[Source data]
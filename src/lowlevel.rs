//! Building blocks for custom extraction pipelines.
//!
//! These expose the per-band accumulators, raw filters and individual
//! metrics behind [`Extractor`](crate::Extractor). Most users only need the
//! top-level `Extractor`, `ImageData` and `distance`.

pub use crate::distance::{bhattacharyya, city_block, euclidean, mdpa};
pub use crate::filter::{convolve, stretch_channels, subtract};
pub use crate::histogram::{
    color_histogram_rows, edge_histogram_rows, COLOR_BINS, EDGE_BINS, RGB_CHANNELS,
};
pub use crate::moments::{
    central_moment, central_moment_rows, normalized_moment, raw_moment, raw_moment_rows,
    CentralMoments, NormalizedMoments, RawMoments,
};
pub use crate::quantize::topk::TopK;
pub use crate::quantize::{cell_index, cluster_colors, count_colors, GRID_CELLS, GRID_SIDE};
//! Immutable convolution kernels.

use crate::util::math::safe_div;
use crate::util::{ImgDescError, ImgDescResult};

/// Row-major convolution kernel with a scalar output factor.
#[derive(Clone, Debug, PartialEq)]
pub struct Kernel {
    size_x: usize,
    size_y: usize,
    factor: f64,
    values: Vec<f64>,
}

impl Kernel {
    /// Builds a kernel whose factor is `1 / sum(values)`.
    ///
    /// A zero-sum kernel gets a factor of 0 instead of infinity; kernels such
    /// as Sobel must use [`Kernel::with_factor`].
    pub fn new(size_x: usize, size_y: usize, values: Vec<f64>) -> ImgDescResult<Self> {
        let sum: f64 = values.iter().sum();
        Self::with_factor(size_x, size_y, safe_div(1.0, sum), values)
    }

    /// Builds a kernel with an explicit factor.
    pub fn with_factor(
        size_x: usize,
        size_y: usize,
        factor: f64,
        values: Vec<f64>,
    ) -> ImgDescResult<Self> {
        if size_x == 0 || size_y == 0 {
            return Err(ImgDescError::invalid("kernel sizes must be non-zero"));
        }
        if values.len() != size_x * size_y {
            return Err(ImgDescError::invalid(
                "kernel values must hold size_x * size_y entries",
            ));
        }
        if !factor.is_finite() || values.iter().any(|v| !v.is_finite()) {
            return Err(ImgDescError::invalid("kernel values must be finite"));
        }
        Ok(Self {
            size_x,
            size_y,
            factor,
            values,
        })
    }

    /// The 1x1 kernel that leaves colors unchanged.
    pub fn identity() -> Self {
        Self {
            size_x: 1,
            size_y: 1,
            factor: 1.0,
            values: vec![1.0],
        }
    }

    /// Horizontal 1D kernel (`size_y == 1`), normalized by its sum.
    pub fn row(values: Vec<f64>) -> ImgDescResult<Self> {
        Self::new(values.len(), 1, values)
    }

    /// Vertical 1D kernel (`size_x == 1`), normalized by its sum.
    pub fn column(values: Vec<f64>) -> ImgDescResult<Self> {
        Self::new(1, values.len(), values)
    }

    /// Kernel width.
    pub fn size_x(&self) -> usize {
        self.size_x
    }

    /// Kernel height.
    pub fn size_y(&self) -> usize {
        self.size_y
    }

    /// Multiplier applied to every weighted sum.
    pub fn factor(&self) -> f64 {
        self.factor
    }

    /// Returns the raw kernel values in row-major order.
    pub fn values(&self) -> &[f64] {
        &self.values
    }

    /// Returns the value at column `kx`, row `ky`.
    #[inline]
    pub fn value(&self, kx: usize, ky: usize) -> f64 {
        self.values[ky * self.size_x + kx]
    }

    /// Returns the transposed kernel with the same factor.
    pub fn transposed(&self) -> Self {
        let mut values = Vec::with_capacity(self.values.len());
        for kx in 0..self.size_x {
            for ky in 0..self.size_y {
                values.push(self.value(kx, ky));
            }
        }
        Self {
            size_x: self.size_y,
            size_y: self.size_x,
            factor: self.factor,
            values,
        }
    }
}
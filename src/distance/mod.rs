//! Histogram distance metrics normalized to `[0, 1]`.
//!
//! All metrics take two histograms of identical shape and return 0 for
//! identical inputs. Mismatched shapes fail with `ShapeMismatch`.

use crate::histogram::Histogram;
use crate::util::math::{clamp01, safe_div, DIV_EPSILON};
use crate::util::ImgDescResult;
use std::fmt;
use std::str::FromStr;

/// Histogram distance model.
#[derive(Clone, Copy, Debug, Default, PartialEq, Eq, Hash)]
pub enum Metric {
    /// Sum of absolute bin differences.
    #[default]
    CityBlock,
    /// Root of summed squared bin differences.
    Euclidean,
    /// One minus the Bhattacharyya coefficient.
    Bhattacharyya,
    /// Match distance between cumulative distributions.
    Mdpa,
}

type MetricFn = fn(&Histogram, &Histogram) -> f64;

impl Metric {
    /// Every metric, in declaration order.
    pub const ALL: [Metric; 4] = [
        Metric::CityBlock,
        Metric::Euclidean,
        Metric::Bhattacharyya,
        Metric::Mdpa,
    ];

    fn function(self) -> MetricFn {
        match self {
            Metric::CityBlock => city_block_unchecked,
            Metric::Euclidean => euclidean_unchecked,
            Metric::Bhattacharyya => bhattacharyya_unchecked,
            Metric::Mdpa => mdpa_unchecked,
        }
    }

    /// Snake-case name used by `Display` and `FromStr`.
    pub fn name(self) -> &'static str {
        match self {
            Metric::CityBlock => "city_block",
            Metric::Euclidean => "euclidean",
            Metric::Bhattacharyya => "bhattacharyya",
            Metric::Mdpa => "mdpa",
        }
    }
}

impl fmt::Display for Metric {
    fn fmt(&self, f: &mut fmt::Formatter<'_>) -> fmt::Result {
        f.write_str(self.name())
    }
}

impl FromStr for Metric {
    type Err = String;

    fn from_str(s: &str) -> Result<Self, Self::Err> {
        Metric::ALL
            .into_iter()
            .find(|m| m.name() == s)
            .ok_or_else(|| format!("unknown metric `{s}`"))
    }
}

/// Distance between `a` and `b` under `metric`.
pub fn distance(a: &Histogram, b: &Histogram, metric: Metric) -> ImgDescResult<f64> {
    a.ensure_same_shape(b)?;
    Ok((metric.function())(a, b))
}

/// `sum |A - B| / (2 * channels)`.
pub fn city_block(a: &Histogram, b: &Histogram) -> ImgDescResult<f64> {
    distance(a, b, Metric::CityBlock)
}

/// `sqrt(sum (A - B)^2) / (channels * sqrt(2))`.
pub fn euclidean(a: &Histogram, b: &Histogram) -> ImgDescResult<f64> {
    distance(a, b, Metric::Euclidean)
}

/// `1 - sum_c BC_c / channels` with `BC_c = sum_i sqrt(A * B)`.
///
/// `BC_c` is taken relative to `sqrt(|A_c| * |B_c|)`, which is 1 for
/// normalized channels. A channel empty on both sides counts as
/// `BC_c = 1`; one empty on one side only counts as 0.
pub fn bhattacharyya(a: &Histogram, b: &Histogram) -> ImgDescResult<f64> {
    distance(a, b, Metric::Bhattacharyya)
}

/// `sum_c sum_i |sum_{j<=i} (A - B)| / (channels * (bins - 1))`.
pub fn mdpa(a: &Histogram, b: &Histogram) -> ImgDescResult<f64> {
    distance(a, b, Metric::Mdpa)
}

fn pairs<'a>(a: &'a Histogram, b: &'a Histogram) -> impl Iterator<Item = (f64, f64)> + 'a {
    a.values()
        .iter()
        .zip(b.values())
        .map(|(&x, &y)| (x as f64, y as f64))
}

fn city_block_unchecked(a: &Histogram, b: &Histogram) -> f64 {
    let sum: f64 = pairs(a, b).map(|(x, y)| (x - y).abs()).sum();
    clamp01(safe_div(sum, 2.0 * a.channels() as f64))
}

fn euclidean_unchecked(a: &Histogram, b: &Histogram) -> f64 {
    let sum: f64 = pairs(a, b).map(|(x, y)| (x - y) * (x - y)).sum();
    clamp01(safe_div(
        sum.sqrt(),
        a.channels() as f64 * std::f64::consts::SQRT_2,
    ))
}

fn mass(bins: &[f32]) -> f64 {
    bins.iter().map(|&v| (v as f64).abs()).sum()
}

fn bhattacharyya_unchecked(a: &Histogram, b: &Histogram) -> f64 {
    let coefficient: f64 = a
        .iter_channels()
        .zip(b.iter_channels())
        .map(|(ca, cb)| {
            let (mass_a, mass_b) = (mass(ca), mass(cb));
            if mass_a < DIV_EPSILON && mass_b < DIV_EPSILON {
                return 1.0;
            }
            let overlap: f64 = ca
                .iter()
                .zip(cb)
                .map(|(&x, &y)| (x as f64 * y as f64).max(0.0).sqrt())
                .sum();
            safe_div(overlap, (mass_a * mass_b).sqrt())
        })
        .sum();
    clamp01(1.0 - safe_div(coefficient, a.channels() as f64))
}

fn mdpa_unchecked(a: &Histogram, b: &Histogram) -> f64 {
    let mut sum = 0.0;
    for (ca, cb) in a.iter_channels().zip(b.iter_channels()) {
        let mut prefix = 0.0;
        for (&x, &y) in ca.iter().zip(cb) {
            prefix += x as f64 - y as f64;
            sum += prefix.abs();
        }
    }
    let denom = a.channels() as f64 * a.bins().saturating_sub(1) as f64;
    clamp01(safe_div(sum, denom))
}

#[cfg(test)]
mod tests {
    use super::{distance, Metric};
    use crate::histogram::Histogram;
    use crate::util::ImgDescError;

    fn spike(bins: usize, at: usize) -> Histogram {
        let mut values = vec![0.0; bins];
        values[at] = 1.0;
        Histogram::from_values(1, bins, values).unwrap()
    }

    #[test]
    fn opposite_spikes_are_maximally_distant() {
        let a = spike(256, 0);
        let b = spike(256, 255);
        assert_eq!(distance(&a, &b, Metric::CityBlock).unwrap(), 1.0);
        assert_eq!(distance(&a, &b, Metric::Bhattacharyya).unwrap(), 1.0);
        assert!((distance(&a, &b, Metric::Mdpa).unwrap() - 1.0).abs() < 1e-12);
        assert!((distance(&a, &b, Metric::Euclidean).unwrap() - 1.0).abs() < 1e-12);
    }

    #[test]
    fn empty_channels_do_not_count_as_distance() {
        // Mass only in the first channel, as for a pure red image's edges.
        let mut values = vec![0.0; 12];
        values[1] = 1.0;
        let a = Histogram::from_values(3, 4, values).unwrap();
        for metric in Metric::ALL {
            assert_eq!(distance(&a, &a, metric).unwrap(), 0.0, "{metric}");
        }
        let blank = Histogram::from_values(3, 4, vec![0.0; 12]).unwrap();
        assert_eq!(distance(&blank, &blank, Metric::Bhattacharyya).unwrap(), 0.0);
        // Mass on one side only is still a full mismatch for that channel.
        let d = distance(&a, &blank, Metric::Bhattacharyya).unwrap();
        assert!((d - 1.0 / 3.0).abs() < 1e-12);
    }

    #[test]
    fn partial_mass_matches_itself_under_bhattacharyya() {
        // Top-k shade ratios rarely add up to 1.
        let mut values = vec![0.0; 8];
        values[0] = 0.4;
        values[3] = 0.1;
        values[5] = 0.05;
        let a = Histogram::from_values(1, 8, values).unwrap();
        assert_eq!(distance(&a, &a, Metric::Bhattacharyya).unwrap(), 0.0);
    }

    #[test]
    fn mdpa_grows_with_bin_offset() {
        let a = spike(8, 0);
        let near = distance(&a, &spike(8, 1), Metric::Mdpa).unwrap();
        let far = distance(&a, &spike(8, 6), Metric::Mdpa).unwrap();
        assert!(near < far);
        assert!((near - 1.0 / 7.0).abs() < 1e-12);
    }

    #[test]
    fn shape_mismatch_is_reported() {
        let a = spike(4, 0);
        let b = spike(8, 0);
        for metric in Metric::ALL {
            assert_eq!(
                distance(&a, &b, metric).err(),
                Some(ImgDescError::ShapeMismatch {
                    left_channels: 1,
                    left_bins: 4,
                    right_channels: 1,
                    right_bins: 8,
                })
            );
        }
    }

    #[test]
    fn metric_names_round_trip() {
        for metric in Metric::ALL {
            assert_eq!(metric.name().parse::<Metric>().unwrap(), metric);
        }
        assert!("cosine".parse::<Metric>().is_err());
    }
}
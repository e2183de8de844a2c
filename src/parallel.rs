//! Row-banded fork-join helper.
//!
//! Work is split into contiguous row bands, one local accumulator per band.
//! Bands run on the rayon pool when the `rayon` feature is enabled and
//! `parallel` is set, otherwise sequentially on the calling thread with the
//! same banding. Partials always come back in row order and are folded on
//! the calling thread after the join, so no lock guards the merge.

use crate::trace::trace_debug;
use crate::util::{ImgDescError, ImgDescResult};
use std::ops::Range;

#[cfg(feature = "rayon")]
use rayon::prelude::*;

/// Default minimum number of rows per band.
pub const DEFAULT_MIN_BATCH_ROWS: usize = 16;

/// Splits row ranges into bands and reduces per-band accumulators.
#[derive(Clone, Copy, Debug)]
pub struct ParallelReducer {
    parallel: bool,
    min_batch_rows: usize,
}

impl Default for ParallelReducer {
    fn default() -> Self {
        Self::new(true, DEFAULT_MIN_BATCH_ROWS)
    }
}

impl ParallelReducer {
    /// Creates a reducer; `min_batch_rows` is clamped to at least 1.
    pub fn new(parallel: bool, min_batch_rows: usize) -> Self {
        Self {
            parallel,
            min_batch_rows: min_batch_rows.max(1),
        }
    }

    /// Reducer that always runs bands on the calling thread.
    pub fn sequential() -> Self {
        Self::new(false, DEFAULT_MIN_BATCH_ROWS)
    }

    /// Returns whether bands may run concurrently.
    pub fn is_parallel(&self) -> bool {
        self.parallel
    }

    /// Returns the minimum band height.
    pub fn min_batch_rows(&self) -> usize {
        self.min_batch_rows
    }

    /// Returns the row bands used for `rows` rows.
    pub fn bands(&self, rows: usize) -> Vec<Range<usize>> {
        row_bands(rows, worker_count(), self.min_batch_rows)
    }

    /// Runs `work` on every band and returns the partials in row order.
    ///
    /// All bands run to completion before errors are inspected. A single
    /// failure is returned unchanged; several are wrapped in
    /// [`ImgDescError::Parallel`].
    pub fn map_bands<A, F>(&self, rows: usize, work: F) -> ImgDescResult<Vec<A>>
    where
        A: Send,
        F: Fn(Range<usize>) -> ImgDescResult<A> + Sync + Send,
    {
        let bands = self.bands(rows);
        trace_debug!("map_bands", rows = rows, bands = bands.len());
        let results = self.run(bands, &work);
        collect_partials(results)
    }

    /// Maps every band to a local accumulator and folds them in row order.
    ///
    /// `init` seeds the fold; `merge` runs on the calling thread only.
    pub fn reduce_rows<A, F, M>(
        &self,
        rows: usize,
        init: A,
        work: F,
        mut merge: M,
    ) -> ImgDescResult<A>
    where
        A: Send,
        F: Fn(Range<usize>) -> ImgDescResult<A> + Sync + Send,
        M: FnMut(&mut A, A) -> ImgDescResult<()>,
    {
        let partials = self.map_bands(rows, work)?;
        let mut acc = init;
        for partial in partials {
            merge(&mut acc, partial)?;
        }
        Ok(acc)
    }

    #[cfg(feature = "rayon")]
    fn run<A, F>(&self, bands: Vec<Range<usize>>, work: &F) -> Vec<ImgDescResult<A>>
    where
        A: Send,
        F: Fn(Range<usize>) -> ImgDescResult<A> + Sync + Send,
    {
        if self.parallel && bands.len() > 1 {
            bands.into_par_iter().map(work).collect()
        } else {
            bands.into_iter().map(work).collect()
        }
    }

    #[cfg(not(feature = "rayon"))]
    fn run<A, F>(&self, bands: Vec<Range<usize>>, work: &F) -> Vec<ImgDescResult<A>>
    where
        A: Send,
        F: Fn(Range<usize>) -> ImgDescResult<A> + Sync + Send,
    {
        bands.into_iter().map(work).collect()
    }
}

fn collect_partials<A>(results: Vec<ImgDescResult<A>>) -> ImgDescResult<Vec<A>> {
    let mut partials = Vec::with_capacity(results.len());
    let mut errors = Vec::new();
    for result in results {
        match result {
            Ok(partial) => partials.push(partial),
            Err(err) => errors.push(err),
        }
    }
    match errors.len() {
        0 => Ok(partials),
        1 => Err(errors.remove(0)),
        _ => Err(ImgDescError::Parallel(errors)),
    }
}

#[cfg(feature = "rayon")]
fn worker_count() -> usize {
    rayon::current_num_threads().max(1)
}

#[cfg(not(feature = "rayon"))]
fn worker_count() -> usize {
    std::thread::available_parallelism()
        .map(|n| n.get())
        .unwrap_or(1)
}

/// Splits `rows` into contiguous bands of `max(ceil(rows / workers), min_batch)`.
pub(crate) fn row_bands(rows: usize, workers: usize, min_batch: usize) -> Vec<Range<usize>> {
    if rows == 0 {
        return Vec::new();
    }
    let workers = workers.max(1);
    let band = rows.div_ceil(workers).max(min_batch.max(1));
    (0..rows)
        .step_by(band)
        .map(|start| start..(start + band).min(rows))
        .collect()
}
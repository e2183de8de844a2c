//! Whole-image descriptor extraction and comparison.
//!
//! [`Extractor`] runs every stage on one [`PixelBuffer`] and returns an
//! [`ImageData`] record. Records are plain values; comparing two of them
//! only touches their histograms.

use crate::filter::gaussian::{GaussianBlur, GaussianParams};
use crate::filter::sobel::SobelFilter;
use crate::histogram::{color_histogram, edge_features, Histogram, RGB_CHANNELS};
use crate::image::PixelBuffer;
use crate::moments::{analyze_moments, MomentDescriptor};
use crate::parallel::{ParallelReducer, DEFAULT_MIN_BATCH_ROWS};
use crate::quantize::{cell_index, cluster_colors, count_colors, GRID_CELLS};
use crate::distance::{distance, Metric};
use crate::trace::{trace_event, trace_span};
use crate::util::math::safe_div;
use crate::util::{ImgDescError, ImgDescResult};
use std::fmt;

/// Largest accepted `top_k`: one entry per quantization cell.
pub const MAX_TOP_K: usize = GRID_CELLS;

/// Configuration for descriptor extraction.
#[derive(Clone, Debug)]
pub struct ExtractConfig {
    /// Sobel magnitude threshold in `[0, 1]`.
    pub sobel_threshold: f32,
    /// Entries in `best_colors` and `best_shades`.
    pub top_k: usize,
    /// Run row bands on the rayon pool when available.
    pub parallel: bool,
    /// Minimum rows per parallel band.
    pub min_batch_rows: usize,
    /// Blur applied before edge detection.
    pub edge_smoothing: Option<GaussianParams>,
}

impl Default for ExtractConfig {
    fn default() -> Self {
        Self {
            sobel_threshold: 0.25,
            top_k: 5,
            parallel: true,
            min_batch_rows: DEFAULT_MIN_BATCH_ROWS,
            edge_smoothing: None,
        }
    }
}

impl ExtractConfig {
    /// Checks every parameter without building any filter.
    pub fn validate(&self) -> ImgDescResult<()> {
        if !(0.0..=1.0).contains(&self.sobel_threshold) {
            return Err(ImgDescError::invalid("sobel threshold must be in [0, 1]"));
        }
        if self.top_k == 0 {
            return Err(ImgDescError::invalid("top_k must be at least 1"));
        }
        if self.top_k > MAX_TOP_K {
            return Err(ImgDescError::invalid("top_k must not exceed the 512 grid cells"));
        }
        if let Some(params) = &self.edge_smoothing {
            params.validate()?;
        }
        Ok(())
    }

    /// Builds the row reducer described by this config.
    pub fn reducer(&self) -> ParallelReducer {
        ParallelReducer::new(self.parallel, self.min_batch_rows)
    }
}

/// 128-bit content identifier of a pixel buffer.
#[derive(Clone, Copy, Debug, PartialEq, Eq, Hash, PartialOrd, Ord)]
pub struct ImageId(pub [u8; 16]);

impl ImageId {
    /// Hashes the dimensions and pixel data with BLAKE3, keeping 16 bytes.
    pub fn from_buffer(buffer: &PixelBuffer) -> Self {
        let mut hasher = blake3::Hasher::new();
        hasher.update(&(buffer.width() as u64).to_le_bytes());
        hasher.update(&(buffer.height() as u64).to_le_bytes());
        for px in buffer.pixels() {
            for v in [px.r, px.g, px.b, px.a] {
                hasher.update(&v.to_le_bytes());
            }
        }
        let digest = hasher.finalize();
        let mut id = [0u8; 16];
        id.copy_from_slice(&digest.as_bytes()[..16]);
        Self(id)
    }

    /// Raw identifier bytes.
    pub fn as_bytes(&self) -> &[u8; 16] {
        &self.0
    }
}

impl fmt::Display for ImageId {
    fn fmt(&self, f: &mut fmt::Formatter<'_>) -> fmt::Result {
        for byte in self.0 {
            write!(f, "{byte:02x}")?;
        }
        Ok(())
    }
}

/// A representative color and the fraction of pixels it stands for.
#[derive(Clone, Copy, Debug, Default, PartialEq)]
pub struct ColorInfo {
    /// Byte-precision color packed as `0xRRGGBBAA`.
    pub color: u32,
    /// Fraction of all pixels, 0 for padding entries.
    pub ratio: f64,
}

/// Descriptors extracted from one image.
#[derive(Clone, Debug, PartialEq)]
pub struct ImageData {
    /// Content hash of the source buffer.
    pub id: ImageId,
    /// Most frequent exact colors.
    pub best_colors: Vec<ColorInfo>,
    /// Most populated quantization cells.
    pub best_shades: Vec<ColorInfo>,
    /// Normalized RGB color histogram.
    pub histogram: Histogram,
    /// Edge-orientation histogram normalized per channel.
    pub edge_histogram: Histogram,
    /// Share of pixels that are edges, per channel.
    pub edge_densities: [f64; RGB_CHANNELS],
    /// First-order moment invariant per channel.
    pub geometric_moments: [f64; RGB_CHANNELS],
    /// Raw, central and normalized moments per channel.
    pub moments: MomentDescriptor,
}

/// Per-descriptor distances between two images.
#[derive(Clone, Copy, Debug, PartialEq)]
pub struct DescriptorDistance {
    /// Distance between the color histograms.
    pub color: f64,
    /// Distance between the edge histograms.
    pub edge: f64,
    /// Distance between the shade palettes.
    pub shades: f64,
}

impl ImageData {
    /// Compares color histograms, edge histograms and shade palettes.
    pub fn compare(&self, other: &ImageData, metric: Metric) -> ImgDescResult<DescriptorDistance> {
        Ok(DescriptorDistance {
            color: distance(&self.histogram, &other.histogram, metric)?,
            edge: distance(&self.edge_histogram, &other.edge_histogram, metric)?,
            shades: distance(&self.shade_histogram()?, &other.shade_histogram()?, metric)?,
        })
    }

    /// Spreads `best_shades` over a one-channel histogram of grid cells.
    pub fn shade_histogram(&self) -> ImgDescResult<Histogram> {
        let mut values = vec![0.0f32; GRID_CELLS];
        for shade in &self.best_shades {
            let cell = cell_index(shade.color.to_be_bytes());
            values[cell] += shade.ratio as f32;
        }
        Histogram::from_values(1, GRID_CELLS, values)
    }
}

/// Runs all extraction stages with a fixed configuration.
#[derive(Clone, Debug)]
pub struct Extractor {
    config: ExtractConfig,
    sobel: SobelFilter,
    smoothing: Option<GaussianBlur>,
    reducer: ParallelReducer,
}

impl Extractor {
    /// Validates `config` and builds its filters once.
    pub fn new(config: ExtractConfig) -> ImgDescResult<Self> {
        config.validate()?;
        let sobel = SobelFilter::new(config.sobel_threshold)?;
        let smoothing = config
            .edge_smoothing
            .map(GaussianBlur::from_params)
            .transpose()?;
        let reducer = config.reducer();
        Ok(Self {
            config,
            sobel,
            smoothing,
            reducer,
        })
    }

    /// Returns the validated configuration.
    pub fn config(&self) -> &ExtractConfig {
        &self.config
    }

    /// Extracts every descriptor from `buffer`.
    ///
    /// Fails with `EmptyInput` for a buffer without pixels.
    pub fn extract(&self, buffer: &PixelBuffer) -> ImgDescResult<ImageData> {
        let _span = trace_span!(
            "extract",
            width = buffer.width(),
            height = buffer.height(),
            parallel = self.config.parallel
        )
        .entered();
        buffer.ensure_non_empty("descriptor extraction needs at least one pixel")?;
        let total = buffer.len() as f64;
        let top_k = self.config.top_k;

        let histogram = color_histogram(buffer, &self.reducer)?;

        let edges = match &self.smoothing {
            Some(blur) => {
                let smoothed = blur.apply(buffer, &self.reducer)?;
                self.sobel.apply(&smoothed, &self.reducer)?
            }
            None => self.sobel.apply(buffer, &self.reducer)?,
        };
        let (edge_histogram, edge_densities) = edge_features(&edges, &self.reducer)?.into_parts();

        let best_colors = count_colors(buffer, &self.reducer)?
            .best_colors(top_k)
            .into_iter()
            .map(|(color, count)| ColorInfo {
                color,
                ratio: safe_div(count as f64, total),
            })
            .collect();

        let best_shades = cluster_colors(buffer, &self.reducer)?
            .best_clusters(top_k)
            .into_iter()
            .map(|(_, cluster)| ColorInfo {
                color: cluster.packed(),
                ratio: safe_div(cluster.count as f64, total),
            })
            .collect();

        let moments = analyze_moments(buffer, &self.reducer)?;
        let geometric_moments = moments.first_invariants();

        let id = ImageId::from_buffer(buffer);
        trace_event!("extract_done", pixels = buffer.len());
        Ok(ImageData {
            id,
            best_colors,
            best_shades,
            histogram,
            edge_histogram,
            edge_densities,
            geometric_moments,
            moments,
        })
    }
}

/// Extracts descriptors from `buffer` with `config`.
pub fn extract(buffer: &PixelBuffer, config: &ExtractConfig) -> ImgDescResult<ImageData> {
    Extractor::new(config.clone())?.extract(buffer)
}

#[cfg(test)]
mod tests {
    use super::{ExtractConfig, ImageId, MAX_TOP_K};
    use crate::filter::gaussian::GaussianParams;
    use crate::image::{Color4f, PixelBuffer};
    use crate::util::ImgDescError;

    #[test]
    fn config_rejects_bad_parameters() {
        let bad_threshold = ExtractConfig {
            sobel_threshold: 1.5,
            ..ExtractConfig::default()
        };
        assert!(matches!(
            bad_threshold.validate(),
            Err(ImgDescError::InvalidParameter { .. })
        ));

        let bad_k = ExtractConfig {
            top_k: 0,
            ..ExtractConfig::default()
        };
        assert!(bad_k.validate().is_err());

        for top_k in [MAX_TOP_K + 1, 600, usize::MAX] {
            let too_many = ExtractConfig {
                top_k,
                ..ExtractConfig::default()
            };
            assert!(matches!(
                too_many.validate(),
                Err(ImgDescError::InvalidParameter { .. })
            ));
        }
        let all_cells = ExtractConfig {
            top_k: MAX_TOP_K,
            ..ExtractConfig::default()
        };
        assert!(all_cells.validate().is_ok());

        let even_blur = ExtractConfig {
            edge_smoothing: Some(GaussianParams {
                size: 4,
                sigma: 1.0,
            }),
            ..ExtractConfig::default()
        };
        assert!(even_blur.validate().is_err());
    }

    #[test]
    fn image_id_depends_on_content_and_shape() {
        let a = PixelBuffer::filled(2, 3, Color4f::WHITE).unwrap();
        let b = PixelBuffer::filled(3, 2, Color4f::WHITE).unwrap();
        let c = PixelBuffer::filled(2, 3, Color4f::WHITE).unwrap();
        assert_ne!(ImageId::from_buffer(&a), ImageId::from_buffer(&b));
        assert_eq!(ImageId::from_buffer(&a), ImageId::from_buffer(&c));
        assert_eq!(ImageId::from_buffer(&a).to_string().len(), 32);
    }
}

▸ WORK INSTRUCTIONS:
Copy each line from the records above that includes the string "contiguous".

▸ EXERCISE RESULT:
//! Work is split into contiguous row bands, one local accumulator per band.
/// Splits `rows` into contiguous bands of `max(ceil(rows / workers), min_batch)`.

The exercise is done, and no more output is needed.